OCC – Regulatory Capital Rule: Temporary Exclusion of U.S. Treasury Securities and Deposits at Federal Reserve Banks from the Supplementary Leverage Ratio for Depository Institutions

June 1, 2020 – In light of recent disruptions in economic conditions caused by the coronavirus disease 2019 and strains in U.S. financial markets, the OCC, the Board, and the FDIC (together, the agencies) are issuing an interim final rule that temporarily revises the supplementary leverage ratio calculation for depository institutions. Under the interim final rule, any depository institution subsidiary of a U.S. global systemically important bank holding company or any depository institution subject to Category II or Category III capital standards may elect to exclude temporarily U.S. Treasury securities and deposits at Federal Reserve Banks from the supplementary leverage ratio denominator.

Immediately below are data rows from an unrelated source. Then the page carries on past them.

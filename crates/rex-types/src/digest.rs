use std::fmt;

use serde::{Deserialize, Serialize};

/// 32-byte BLAKE3 digest identifying a block, a payset, or a genesis.
#[derive(Clone, Copy, PartialEq, Eq, Hash, PartialOrd, Ord, Default, Serialize, Deserialize)]
pub struct Digest([u8; 32]);

impl Digest {
    /// Hash a sequence of parts under a domain tag, so that digests of
    /// different record kinds never collide. Each part is length-prefixed.
    pub fn tagged(tag: &str, parts: &[&[u8]]) -> Self {
        let mut hasher = blake3::Hasher::new();
        hasher.update(tag.as_bytes());
        for part in parts {
            hasher.update(&(part.len() as u64).to_le_bytes());
            hasher.update(part);
        }
        Self(*hasher.finalize().as_bytes())
    }

    /// All-zero digest, used as the parent of the first block.
    pub const fn zero() -> Self {
        Self([0u8; 32])
    }

    /// The raw 32 bytes.
    pub fn as_bytes(&self) -> &[u8; 32] {
        &self.0
    }

    /// Full lowercase hex rendering.
    pub fn to_hex(&self) -> String {
        hex::encode(self.0)
    }

    /// First 8 hex characters, for log lines.
    pub fn short_hex(&self) -> String {
        hex::encode(&self.0[..4])
    }
}

impl fmt::Debug for Digest {
    fn fmt(&self, f: &mut fmt::Formatter<'_>) -> fmt::Result {
        write!(f, "Digest({})", self.short_hex())
    }
}

impl fmt::Display for Digest {
    fn fmt(&self, f: &mut fmt::Formatter<'_>) -> fmt::Result {
        f.write_str(&self.to_hex())
    }
}

#[cfg(test)]
mod tests {
    use super::*;

    #[test]
    fn tagging_is_deterministic() {
        assert_eq!(Digest::tagged("t", &[b"round"]), Digest::tagged("t", &[b"round"]));
        assert_ne!(Digest::tagged("t", &[b"round"]), Digest::tagged("t", &[b"other"]));
    }

    #[test]
    fn tags_separate_domains() {
        let a = Digest::tagged("block", &[b"x"]);
        let b = Digest::tagged("genesis", &[b"x"]);
        assert_ne!(a, b);
    }

    #[test]
    fn part_boundaries_matter() {
        let a = Digest::tagged("t", &[b"ab", b"c"]);
        let b = Digest::tagged("t", &[b"a", b"bc"]);
        assert_ne!(a, b);
    }

    #[test]
    fn renders_hex() {
        let d = Digest::tagged("t", &[b"x"]);
        assert_eq!(format!("{d}"), d.to_hex());
        assert_eq!(d.to_hex().len(), 64);
        assert_eq!(d.short_hex(), &d.to_hex()[..8]);
        assert_eq!(Digest::zero().to_hex(), "0".repeat(64));
    }
}
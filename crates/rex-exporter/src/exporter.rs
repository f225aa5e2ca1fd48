use std::fmt;
use std::sync::Arc;

use async_trait::async_trait;
use tracing::{debug, error, info, warn};

use rex_prune::{
    CancelToken, PruneContext, PruningTask, RetentionPruner, ShutdownBarrier,
};
use rex_store::{ensure_initial_import, InMemoryStorageEngine, StorageEngine, StorageHandle};
use rex_types::{BlockUnit, LedgerStateDelta, Round, SharedRound, ValidatedBlock};

use crate::config::ExporterConfig;
use crate::error::{ExporterError, ExporterResult};
use crate::plugin::{Exporter, InitProvider, Metadata, PluginConfig};

/// Name the exporter is registered under.
pub const PLUGIN_NAME: &str = "indexer";

const SAMPLE_CONFIG: &str = include_str!("sample.toml");

/// Lifecycle of an [`IndexerExporter`].
#[derive(Clone, Copy, Debug, PartialEq, Eq)]
pub enum LifecycleState {
    Uninitialized,
    Initializing,
    Ready,
    /// Initialization failed. Terminal until `close`.
    Failed,
    Closed,
}

impl fmt::Display for LifecycleState {
    fn fmt(&self, f: &mut fmt::Formatter<'_>) -> fmt::Result {
        let s = match self {
            Self::Uninitialized => "uninitialized",
            Self::Initializing => "initializing",
            Self::Ready => "ready",
            Self::Failed => "failed",
            Self::Closed => "closed",
        };
        f.write_str(s)
    }
}

/// Exporter that writes validated blocks into a storage engine.
///
/// Owns the storage handle, the live round counter, and the retention task.
/// The round counter has a single writer (`receive`) and is read by the
/// retention task through [`SharedRound`], so no lock guards it.
pub struct IndexerExporter {
    backend: Arc<dyn StorageEngine>,
    pruner: Arc<dyn PruningTask>,
    cfg: ExporterConfig,
    state: LifecycleState,
    round: SharedRound,
    handle: Option<Arc<dyn StorageHandle>>,
    cancel: Option<CancelToken>,
    barrier: ShutdownBarrier,
}

impl IndexerExporter {
    /// Exporter writing to `backend` outside test mode, pruning with
    /// [`RetentionPruner`].
    pub fn new(backend: Arc<dyn StorageEngine>) -> Self {
        Self::with_pruner(backend, Arc::new(RetentionPruner))
    }

    /// Exporter with a caller-supplied retention task.
    pub fn with_pruner(backend: Arc<dyn StorageEngine>, pruner: Arc<dyn PruningTask>) -> Self {
        Self {
            backend,
            pruner,
            cfg: ExporterConfig::default(),
            state: LifecycleState::Uninitialized,
            round: SharedRound::default(),
            handle: None,
            cancel: None,
            barrier: ShutdownBarrier::new(),
        }
    }

    /// Current lifecycle state.
    pub fn state(&self) -> LifecycleState {
        self.state
    }

    /// Next round the exporter expects to receive.
    pub fn round(&self) -> Round {
        self.round.load()
    }

    /// Live view of the round counter, for status reporting.
    pub fn shared_round(&self) -> SharedRound {
        self.round.clone()
    }

    /// Whether a retention task was started and not yet cancelled.
    pub fn is_pruning(&self) -> bool {
        self.cancel.is_some()
    }

    /// Configuration accepted by the last successful `init`.
    pub fn exporter_config(&self) -> &ExporterConfig {
        &self.cfg
    }

    async fn initialize(
        &mut self,
        provider: &dyn InitProvider,
        config: PluginConfig,
    ) -> ExporterResult<()> {
        let cfg: ExporterConfig = config.unmarshal()?;
        cfg.validate()?;
        self.cfg = cfg;

        let engine: Arc<dyn StorageEngine> = if self.cfg.test {
            Arc::new(InMemoryStorageEngine::new())
        } else {
            Arc::clone(&self.backend)
        };
        let backend = engine.name().to_owned();

        let (handle, ready) = engine
            .open(&self.cfg.connection_params())
            .await
            .map_err(|e| ExporterError::connection(&backend, e))?;
        // Kept even if a later step fails so that `close` can release it.
        self.handle = Some(Arc::clone(&handle));
        ready
            .wait()
            .await
            .map_err(|e| ExporterError::connection(&backend, e))?;

        let imported = ensure_initial_import(handle.as_ref(), provider.genesis())
            .await
            .map_err(ExporterError::Bootstrap)?;

        let storage = handle
            .next_round_to_accept()
            .await
            .map_err(ExporterError::RoundQuery)?;
        let upstream = provider.next_db_round();
        if upstream != storage {
            return Err(ExporterError::RoundMismatch { upstream, storage });
        }
        self.round.publish(storage);

        if self.cfg.pruning_enabled() {
            self.start_pruning(handle);
        }

        info!(
            backend = %backend,
            round = storage,
            genesis_imported = imported,
            pruning = self.is_pruning(),
            "exporter initialized"
        );
        Ok(())
    }

    fn start_pruning(&mut self, handle: Arc<dyn StorageHandle>) {
        let token = CancelToken::new();
        let ctx = PruneContext {
            cancel: token.signal(),
            round: self.round.clone(),
            handle,
            policy: self.cfg.delete_task.clone(),
        };
        self.pruner.start(ctx, &mut self.barrier);
        self.cancel = Some(token);
    }
}

#[async_trait]
impl Exporter for IndexerExporter {
    fn metadata(&self) -> Metadata {
        Metadata {
            name: PLUGIN_NAME,
            description: "Exporter for writing validated blocks to an indexer storage engine.",
            deprecated: false,
            sample_config: SAMPLE_CONFIG,
        }
    }

    async fn init(
        &mut self,
        provider: &dyn InitProvider,
        config: PluginConfig,
    ) -> ExporterResult<()> {
        if self.state != LifecycleState::Uninitialized {
            return Err(ExporterError::InvalidState {
                state: self.state,
                operation: "initialize",
            });
        }
        self.state = LifecycleState::Initializing;

        match self.initialize(provider, config).await {
            Ok(()) => {
                self.state = LifecycleState::Ready;
                Ok(())
            }
            Err(e) => {
                self.state = LifecycleState::Failed;
                error!(error = %e, "exporter initialization failed");
                Err(e)
            }
        }
    }

    fn config(&self) -> String {
        match self.cfg.to_toml() {
            Ok(text) => text,
            Err(e) => {
                warn!(error = %e, "failed to render exporter config");
                String::new()
            }
        }
    }

    async fn receive(&mut self, unit: BlockUnit) -> ExporterResult<()> {
        let handle = match (&self.state, &self.handle) {
            (LifecycleState::Ready, Some(handle)) => handle,
            _ => {
                return Err(ExporterError::InvalidState {
                    state: self.state,
                    operation: "receive",
                })
            }
        };

        let round = unit.round();
        let delta = match unit.delta {
            Some(delta) => delta,
            // Genesis carries no delta by convention.
            None if round == 0 => LedgerStateDelta::default(),
            None => return Err(ExporterError::MissingDelta { round }),
        };
        let next = round
            .checked_add(1)
            .ok_or(ExporterError::RoundOverflow { round })?;

        let block = ValidatedBlock::new(unit.header, unit.payset, delta);
        handle
            .add_block(&block)
            .await
            .map_err(ExporterError::Persist)?;

        self.round.publish(next);
        debug!(round, txns = block.block.payset.len(), "block exported");
        Ok(())
    }

    async fn close(&mut self) -> ExporterResult<()> {
        if let Some(token) = self.cancel.take() {
            token.cancel();
        }
        // The retention task holds the handle; it must be gone before we
        // release it.
        if !self.barrier.is_empty() {
            let joined = self.barrier.wait().await;
            debug!(joined, "retention task stopped");
        }
        if let Some(handle) = self.handle.take() {
            handle.close();
            info!(round = self.round.load(), "storage handle released");
        }
        self.state = LifecycleState::Closed;
        Ok(())
    }
}
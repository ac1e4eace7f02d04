#![forbid(unsafe_code)]

//! `bot-supervisor-ctl`: command-line companion for the control plane.
//!
//! Lists workers, shows one worker's record, submits start/stop/restart
//! commands through the control-plane HTTP API, and tails the supervisor
//! log file.

use std::collections::VecDeque;
use std::fs::File;
use std::io::{BufRead, BufReader};
use std::path::{Path, PathBuf};

use clap::{Parser, Subcommand};

use bot_supervisor::control::http::ApiClient;
use bot_supervisor::models::remote::BotRecord;
use bot_supervisor::models::worker::ControlAction;
use bot_supervisor::{AppError, Result};

#[derive(Debug, Parser)]
#[command(
    name = "bot-supervisor-ctl",
    about = "Command-line companion for bot-supervisor",
    version,
    long_about = None
)]
struct Cli {
    /// Control-plane base URL.
    #[arg(long, default_value = "http://localhost:3001")]
    url: String,

    #[command(subcommand)]
    command: Command,
}

#[derive(Debug, Subcommand)]
enum Command {
    /// List every worker known to the control plane.
    List,

    /// Show one worker's record.
    Status {
        /// Worker name.
        name: String,
    },

    /// Ask the control plane to start a worker.
    Start {
        /// Worker name.
        name: String,
    },

    /// Ask the control plane to stop a worker.
    Stop {
        /// Worker name.
        name: String,
    },

    /// Ask the control plane to restart a worker.
    Restart {
        /// Worker name.
        name: String,
    },

    /// Print the last lines of the supervisor log file.
    Logs {
        /// Number of lines to print.
        #[arg(short = 'n', long, default_value_t = 50)]
        lines: usize,

        /// Log file written by `bot-supervisor --log-file`.
        #[arg(long, default_value = "/var/log/bot_supervisor.log")]
        file: PathBuf,
    },
}

fn main() {
    let args = Cli::parse();

    let result = match args.command {
        Command::Logs { lines, ref file } => show_logs(file, lines),
        ref command => tokio::runtime::Builder::new_current_thread()
            .enable_all()
            .build()
            .map_err(|err| AppError::Config(format!("failed to build tokio runtime: {err}")))
            .and_then(|runtime| runtime.block_on(run_remote(&args.url, command))),
    };

    if let Err(err) = result {
        eprintln!("Error: {err}");
        std::process::exit(1);
    }
}

async fn run_remote(url: &str, command: &Command) -> Result<()> {
    let api = ApiClient::new(url)?;
    match command {
        Command::List => list_bots(&api).await,
        Command::Status { name } => {
            let bot = find_bot(&api, name).await?;
            print_record(&bot);
            Ok(())
        }
        Command::Start { name } => control(&api, name, ControlAction::Start).await,
        Command::Stop { name } => control(&api, name, ControlAction::Stop).await,
        Command::Restart { name } => control(&api, name, ControlAction::Restart).await,
        Command::Logs { .. } => Ok(()),
    }
}

async fn list_bots(api: &ApiClient) -> Result<()> {
    let bots = api.list_bots().await?;
    println!("{:<20} {:<15} {:<20} {:<8}", "NAME", "STATUS", "LAST PING", "PID");
    println!("{}", "-".repeat(66));
    for bot in &bots {
        println!(
            "{:<20} {:<15} {:<20} {:<8}",
            bot.name,
            bot.status.as_deref().unwrap_or("unknown"),
            bot.last_ping.as_deref().map_or("never", short_timestamp),
            bot.pid
                .as_ref()
                .filter(|pid| !pid.is_null())
                .map_or_else(|| "N/A".to_owned(), ToString::to_string),
        );
    }
    println!("\nTotal: {} workers", bots.len());
    Ok(())
}

async fn find_bot(api: &ApiClient, name: &str) -> Result<BotRecord> {
    api.list_bots()
        .await?
        .into_iter()
        .find(|bot| bot.name == name)
        .ok_or_else(|| AppError::NotFound(format!("worker {name}")))
}

fn print_record(bot: &BotRecord) {
    println!("Name:        {}", bot.name);
    println!("Status:      {}", bot.status.as_deref().unwrap_or("unknown"));
    println!(
        "Main file:   {}",
        bot.main_file.as_deref().unwrap_or("not set")
    );
    println!("Last ping:   {}", bot.last_ping.as_deref().unwrap_or("never"));
    println!(
        "Created:     {}",
        bot.created_at.as_deref().unwrap_or("unknown")
    );
    if let Some(description) = bot.description.as_deref().filter(|d| !d.is_empty()) {
        println!("Description: {description}");
    }
}

async fn control(api: &ApiClient, name: &str, action: ControlAction) -> Result<()> {
    let bot = find_bot(api, name).await?;
    let reply = api.control_bot(&bot.id_segment(), action).await?;
    if reply.success {
        println!(
            "OK: {}",
            reply.message.as_deref().unwrap_or("command sent")
        );
        Ok(())
    } else {
        Err(AppError::Http(
            reply.error.unwrap_or_else(|| "unknown error".into()),
        ))
    }
}

/// Trim an ISO timestamp to `YYYY-MM-DD HH:MM:SS`.
fn short_timestamp(raw: &str) -> &str {
    raw.get(..19).unwrap_or(raw)
}

fn show_logs(path: &Path, lines: usize) -> Result<()> {
    let file = File::open(path)
        .map_err(|err| AppError::NotFound(format!("log file {}: {err}", path.display())))?;

    let mut tail = VecDeque::with_capacity(lines);
    for line in BufReader::new(file).lines() {
        let line = line?;
        if tail.len() == lines {
            tail.pop_front();
        }
        if lines > 0 {
            tail.push_back(line);
        }
    }
    for line in tail {
        println!("{line}");
    }
    Ok(())
}
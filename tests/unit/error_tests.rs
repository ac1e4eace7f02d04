use bot_supervisor::AppError;

#[test]
fn display_prefixes_identify_the_failure_domain() {
    let cases = [
        (AppError::Config("bad".into()), "config: bad"),
        (AppError::Spawn("bad".into()), "spawn: bad"),
        (AppError::Signal("bad".into()), "signal: bad"),
        (AppError::Http("bad".into()), "http: bad"),
        (AppError::Channel("bad".into()), "channel: bad"),
        (AppError::Sync("bad".into()), "sync: bad"),
        (AppError::Watcher("bad".into()), "watcher: bad"),
        (AppError::PathViolation("bad".into()), "path violation: bad"),
        (AppError::NotFound("bad".into()), "not found: bad"),
        (AppError::UnsupportedAction("bad".into()), "unsupported action: bad"),
        (AppError::Io("bad".into()), "io: bad"),
        (AppError::ShuttingDown("bad".into()), "shutting down: bad"),
    ];

    for (err, expected) in cases {
        assert_eq!(err.to_string(), expected);
    }
}

#[test]
fn io_errors_convert_to_io_variant() {
    let io = std::io::Error::new(std::io::ErrorKind::NotFound, "missing");
    let err: AppError = io.into();

    assert!(matches!(err, AppError::Io(ref msg) if msg.contains("missing")));
}

#[test]
fn toml_errors_convert_to_config_variant() {
    let parse = toml::from_str::<toml::Value>("= nope").expect_err("invalid toml");
    let err: AppError = parse.into();

    assert!(matches!(err, AppError::Config(_)));
}
//! Change watcher for worker scripts.
//!
//! [`ChangeWatcher`] watches the workers root recursively with the
//! `notify` crate. A content modification of a file carrying the worker
//! script extension produces the owning worker's name on an unbounded
//! channel; the supervisor's restart consumer decides whether the name
//! is registered and restarts it.
//!
//! Rapid repeated edits are not debounced here.

use std::ffi::OsStr;
use std::path::{Component, Path, PathBuf};

use notify::event::ModifyKind;
use notify::{Event, EventKind, RecommendedWatcher, RecursiveMode, Watcher};
use tokio::sync::mpsc;
use tracing::{debug, info, warn};

use crate::{AppError, Result};

/// Path segment that conventionally holds the worker directories.
pub const BOTS_SEGMENT: &str = "bots";

/// Watches the workers root and reports which worker a change belongs to.
///
/// Dropping the watcher stops the underlying OS watch.
pub struct ChangeWatcher {
    _watcher: RecommendedWatcher,
    root: PathBuf,
}

impl ChangeWatcher {
    /// Start watching `root` recursively.
    ///
    /// # Errors
    ///
    /// Returns `AppError::Watcher` if `root` does not exist or the OS watch
    /// cannot be created.
    pub fn start(root: &Path, extension: &str, changes: mpsc::UnboundedSender<String>) -> Result<Self> {
        if !root.is_dir() {
            return Err(AppError::Watcher(format!(
                "workers directory {} does not exist",
                root.display()
            )));
        }

        let root_for_callback = root.to_path_buf();
        let extension = extension.to_owned();

        let mut watcher = notify::recommended_watcher(
            move |result: std::result::Result<Event, notify::Error>| match result {
                Ok(event) if is_content_change(&event) => {
                    for path in event
                        .paths
                        .iter()
                        .filter(|path| path.extension() == Some(OsStr::new(&extension)))
                    {
                        let Some(owner) = owner_of(&root_for_callback, path) else {
                            debug!(path = %path.display(), "changed script has no owning worker");
                            continue;
                        };
                        info!(path = %path.display(), worker = %owner, "worker script changed");
                        if changes.send(owner).is_err() {
                            debug!("restart consumer gone; dropping change");
                        }
                    }
                }
                Ok(_) => {}
                Err(err) => warn!(%err, "worker file watcher error"),
            },
        )
        .map_err(|err| AppError::Watcher(format!("failed to create watcher: {err}")))?;

        watcher
            .watch(root, RecursiveMode::Recursive)
            .map_err(|err| {
                AppError::Watcher(format!("failed to watch {}: {err}", root.display()))
            })?;

        info!(root = %root.display(), "change watcher started");
        Ok(Self {
            _watcher: watcher,
            root: root.to_path_buf(),
        })
    }

    /// Directory being watched.
    #[must_use]
    pub fn root(&self) -> &Path {
        &self.root
    }
}

/// Modifications other than metadata-only changes.
fn is_content_change(event: &Event) -> bool {
    matches!(event.kind, EventKind::Modify(kind) if !matches!(kind, ModifyKind::Metadata(_)))
}

/// Name of the worker that owns `path`.
///
/// For paths under `root` this is the first component below it. Other
/// paths fall back to the component after the last `bots` segment.
#[must_use]
pub fn owner_of(root: &Path, path: &Path) -> Option<String> {
    if let Ok(relative) = path.strip_prefix(root) {
        let mut components = relative.components();
        let first = components.next()?;
        // A file directly in the root belongs to no worker.
        components.next()?;
        return normal_name(first);
    }

    let components: Vec<Component<'_>> = path.components().collect();
    let bots = components
        .iter()
        .rposition(|c| c.as_os_str() == OsStr::new(BOTS_SEGMENT))?;
    // The owner must be a directory, not the changed file itself.
    if bots + 2 >= components.len() {
        return None;
    }
    normal_name(components[bots + 1])
}

fn normal_name(component: Component<'_>) -> Option<String> {
    match component {
        Component::Normal(name) => name.to_str().map(str::to_owned),
        _ => None,
    }
}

Additionally, under this interim final rule, any depository institution making this election must request approval from its primary Federal banking regulator prior to making certain capital distributions so long as the exclusion is in effect. The interim final rule is effective as of the date of Federal Register publication and will remain in effect through March 31, 2021. The agencies are adopting this interim final rule to allow depository institutions that elect to opt into this treatment additional flexibility to act as financial intermediaries during this period of financial disruption. The tier 1 leverage ratio is not affected by this interim final rule.

Effective date:

This rule is effective on June 1, 2020.

Comment date:

Comments on the interim final rule must be received no later than July 16, 2020.

Client Impact:

The collective U.S. banking agencies are granting temporary relief (additional four quarters) for the calculation of the supplemental leverage ratio (SLR) by U.S. depository institutions (will increase SLR).